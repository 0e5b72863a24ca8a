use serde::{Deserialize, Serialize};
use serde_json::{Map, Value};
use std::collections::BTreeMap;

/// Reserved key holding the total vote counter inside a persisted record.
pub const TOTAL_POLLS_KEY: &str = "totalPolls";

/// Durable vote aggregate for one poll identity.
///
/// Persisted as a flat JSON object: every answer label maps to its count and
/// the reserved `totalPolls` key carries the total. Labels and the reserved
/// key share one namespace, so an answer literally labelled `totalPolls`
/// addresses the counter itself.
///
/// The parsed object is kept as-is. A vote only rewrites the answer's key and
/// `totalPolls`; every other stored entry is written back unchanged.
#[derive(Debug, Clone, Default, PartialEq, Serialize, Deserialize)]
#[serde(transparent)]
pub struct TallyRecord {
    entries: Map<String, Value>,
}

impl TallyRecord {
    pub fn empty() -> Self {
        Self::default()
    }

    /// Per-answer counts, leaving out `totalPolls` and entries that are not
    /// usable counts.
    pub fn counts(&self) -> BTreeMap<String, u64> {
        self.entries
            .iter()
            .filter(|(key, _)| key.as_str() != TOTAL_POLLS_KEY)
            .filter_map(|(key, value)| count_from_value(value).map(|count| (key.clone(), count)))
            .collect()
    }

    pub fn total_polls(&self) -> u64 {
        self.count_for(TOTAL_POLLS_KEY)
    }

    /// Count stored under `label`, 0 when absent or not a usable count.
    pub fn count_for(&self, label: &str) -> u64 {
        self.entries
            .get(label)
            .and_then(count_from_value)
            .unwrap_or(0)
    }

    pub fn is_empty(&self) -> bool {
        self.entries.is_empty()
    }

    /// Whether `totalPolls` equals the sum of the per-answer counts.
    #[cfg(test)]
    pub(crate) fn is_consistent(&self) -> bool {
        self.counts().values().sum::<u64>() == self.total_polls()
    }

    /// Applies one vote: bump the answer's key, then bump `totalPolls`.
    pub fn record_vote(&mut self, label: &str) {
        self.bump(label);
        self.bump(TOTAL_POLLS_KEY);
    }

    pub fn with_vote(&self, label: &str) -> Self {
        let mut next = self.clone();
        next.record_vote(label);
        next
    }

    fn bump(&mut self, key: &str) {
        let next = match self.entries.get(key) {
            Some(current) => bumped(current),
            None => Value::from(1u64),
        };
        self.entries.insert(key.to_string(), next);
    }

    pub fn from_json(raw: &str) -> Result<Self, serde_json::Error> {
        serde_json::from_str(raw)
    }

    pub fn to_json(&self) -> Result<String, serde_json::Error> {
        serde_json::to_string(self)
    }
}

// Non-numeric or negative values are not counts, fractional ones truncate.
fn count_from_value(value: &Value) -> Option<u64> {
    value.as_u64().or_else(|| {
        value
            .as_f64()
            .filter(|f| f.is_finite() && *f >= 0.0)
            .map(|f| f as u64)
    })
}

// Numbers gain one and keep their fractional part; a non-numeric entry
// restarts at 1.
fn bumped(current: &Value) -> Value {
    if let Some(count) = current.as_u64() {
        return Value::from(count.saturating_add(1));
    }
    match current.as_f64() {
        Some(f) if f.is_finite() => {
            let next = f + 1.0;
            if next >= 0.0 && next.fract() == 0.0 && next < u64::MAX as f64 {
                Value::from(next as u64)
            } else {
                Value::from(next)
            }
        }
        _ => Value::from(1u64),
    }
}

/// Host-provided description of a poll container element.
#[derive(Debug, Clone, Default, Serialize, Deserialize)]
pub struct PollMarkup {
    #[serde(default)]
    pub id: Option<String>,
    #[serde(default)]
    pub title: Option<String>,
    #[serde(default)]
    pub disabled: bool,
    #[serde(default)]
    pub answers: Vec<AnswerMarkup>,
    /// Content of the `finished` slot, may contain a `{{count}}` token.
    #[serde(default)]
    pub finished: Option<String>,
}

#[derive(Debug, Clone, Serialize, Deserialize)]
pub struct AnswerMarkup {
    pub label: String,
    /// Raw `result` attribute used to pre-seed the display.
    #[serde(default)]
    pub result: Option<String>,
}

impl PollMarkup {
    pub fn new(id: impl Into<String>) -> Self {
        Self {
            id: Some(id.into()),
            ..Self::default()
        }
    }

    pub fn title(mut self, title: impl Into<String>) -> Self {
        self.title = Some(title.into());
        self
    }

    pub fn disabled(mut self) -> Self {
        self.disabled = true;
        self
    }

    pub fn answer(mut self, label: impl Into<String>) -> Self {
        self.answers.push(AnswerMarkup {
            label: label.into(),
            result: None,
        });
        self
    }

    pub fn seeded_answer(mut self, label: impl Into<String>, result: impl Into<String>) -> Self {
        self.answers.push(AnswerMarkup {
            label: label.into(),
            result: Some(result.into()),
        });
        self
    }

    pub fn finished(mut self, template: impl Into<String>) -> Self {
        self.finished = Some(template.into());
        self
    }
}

> **Activity**:
Your task is to repeat the data exactly, with nothing left out.

> **Output for this task**:
repository 0e5b72863a24ca8a
use serde::{Deserialize, Serialize};
use serde_json::{Map, Value};
use std::collections::BTreeMap;

/// Reserved key holding the total vote counter inside a persisted record.
pub const TOTAL_POLLS_KEY: &str = "totalPolls";

/// Durable vote aggregate for one poll identity.
///
/// Persisted as a flat JSON object: every answer label maps to its count and
/// the reserved `totalPolls` key carries the total. Labels and the reserved
/// key share one namespace, so an answer literally labelled `totalPolls`
/// addresses the counter itself.
///
/// The parsed object is kept as-is. A vote only rewrites the answer's key and
/// `totalPolls`; every other stored entry is written back unchanged.
#[derive(Debug, Clone, Default, PartialEq, Serialize, Deserialize)]
#[serde(transparent)]
pub struct TallyRecord {
    entries: Map<String, Value>,
}

impl TallyRecord {
    pub fn empty() -> Self {
        Self::default()
    }

    /// Per-answer counts, leaving out `totalPolls` and entries that are not
    /// usable counts.
    pub fn counts(&self) -> BTreeMap<String, u64> {
        self.entries
            .iter()
            .filter(|(key, _)| key.as_str() != TOTAL_POLLS_KEY)
            .filter_map(|(key, value)| count_from_value(value).map(|count| (key.clone(), count)))
            .collect()
    }

    pub fn total_polls(&self) -> u64 {
        self.count_for(TOTAL_POLLS_KEY)
    }

    /// Count stored under `label`, 0 when absent or not a usable count.
    pub fn count_for(&self, label: &str) -> u64 {
        self.entries
            .get(label)
            .and_then(count_from_value)
            .unwrap_or(0)
    }

    pub fn is_empty(&self) -> bool {
        self.entries.is_empty()
    }

    /// Whether `totalPolls` equals the sum of the per-answer counts.
    #[cfg(test)]
    pub(crate) fn is_consistent(&self) -> bool {
        self.counts().values().sum::<u64>() == self.total_polls()
    }

    /// Applies one vote: bump the answer's key, then bump `totalPolls`.
    pub fn record_vote(&mut self, label: &str) {
        self.bump(label);
        self.bump(TOTAL_POLLS_KEY);
    }

    pub fn with_vote(&self, label: &str) -> Self {
        let mut next = self.clone();
        next.record_vote(label);
        next
    }

    fn bump(&mut self, key: &str) {
        let next = match self.entries.get(key) {
            Some(current) => bumped(current),
            None => Value::from(1u64),
        };
        self.entries.insert(key.to_string(), next);
    }

    pub fn from_json(raw: &str) -> Result<Self, serde_json::Error> {
        serde_json::from_str(raw)
    }

    pub fn to_json(&self) -> Result<String, serde_json::Error> {
        serde_json::to_string(self)
    }
}

// Non-numeric or negative values are not counts, fractional ones truncate.
fn count_from_value(value: &Value) -> Option<u64> {
    value.as_u64().or_else(|| {
        value
            .as_f64()
            .filter(|f| f.is_finite() && *f >= 0.0)
            .map(|f| f as u64)
    })
}

// Numbers gain one and keep their fractional part; a non-numeric entry
// restarts at 1.
fn bumped(current: &Value) -> Value {
    if let Some(count) = current.as_u64() {
        return Value::from(count.saturating_add(1));
    }
    match current.as_f64() {
        Some(f) if f.is_finite() => {
            let next = f + 1.0;
            if next >= 0.0 && next.fract() == 0.0 && next < u64::MAX as f64 {
                Value::from(next as u64)
            } else {
                Value::from(next)
            }
        }
        _ => Value::from(1u64),
    }
}

/// Host-provided description of a poll container element.
#[derive(Debug, Clone, Default, Serialize, Deserialize)]
pub struct PollMarkup {
    #[serde(default)]
    pub id: Option<String>,
    #[serde(default)]
    pub title: Option<String>,
    #[serde(default)]
    pub disabled: bool,
    #[serde(default)]
    pub answers: Vec<AnswerMarkup>,
    /// Content of the `finished` slot, may contain a `{{count}}` token.
    #[serde(default)]
    pub finished: Option<String>,
}

#[derive(Debug, Clone, Serialize, Deserialize)]
pub struct AnswerMarkup {
    pub label: String,
    /// Raw `result` attribute used to pre-seed the display.
    #[serde(default)]
    pub result: Option<String>,
}

impl PollMarkup {
    pub fn new(id: impl Into<String>) -> Self {
        Self {
            id: Some(id.into()),
            ..Self::default()
        }
    }

    pub fn title(mut self, title: impl Into<String>) -> Self {
        self.title = Some(title.into());
        self
    }

    pub fn disabled(mut self) -> Self {
        self.disabled = true;
        self
    }

    pub fn answer(mut self, label: impl Into<String>) -> Self {
        self.answers.push(AnswerMarkup {
            label: label.into(),
            result: None,
        });
        self
    }

    pub fn seeded_answer(mut self, label: impl Into<String>, result: impl Into<String>) -> Self {
        self.answers.push(AnswerMarkup {
            label: label.into(),
            result: Some(result.into()),
        });
        self
    }

    pub fn finished(mut self, template: impl Into<String>) -> Self {
        self.finished = Some(template.into());
        self
    }
}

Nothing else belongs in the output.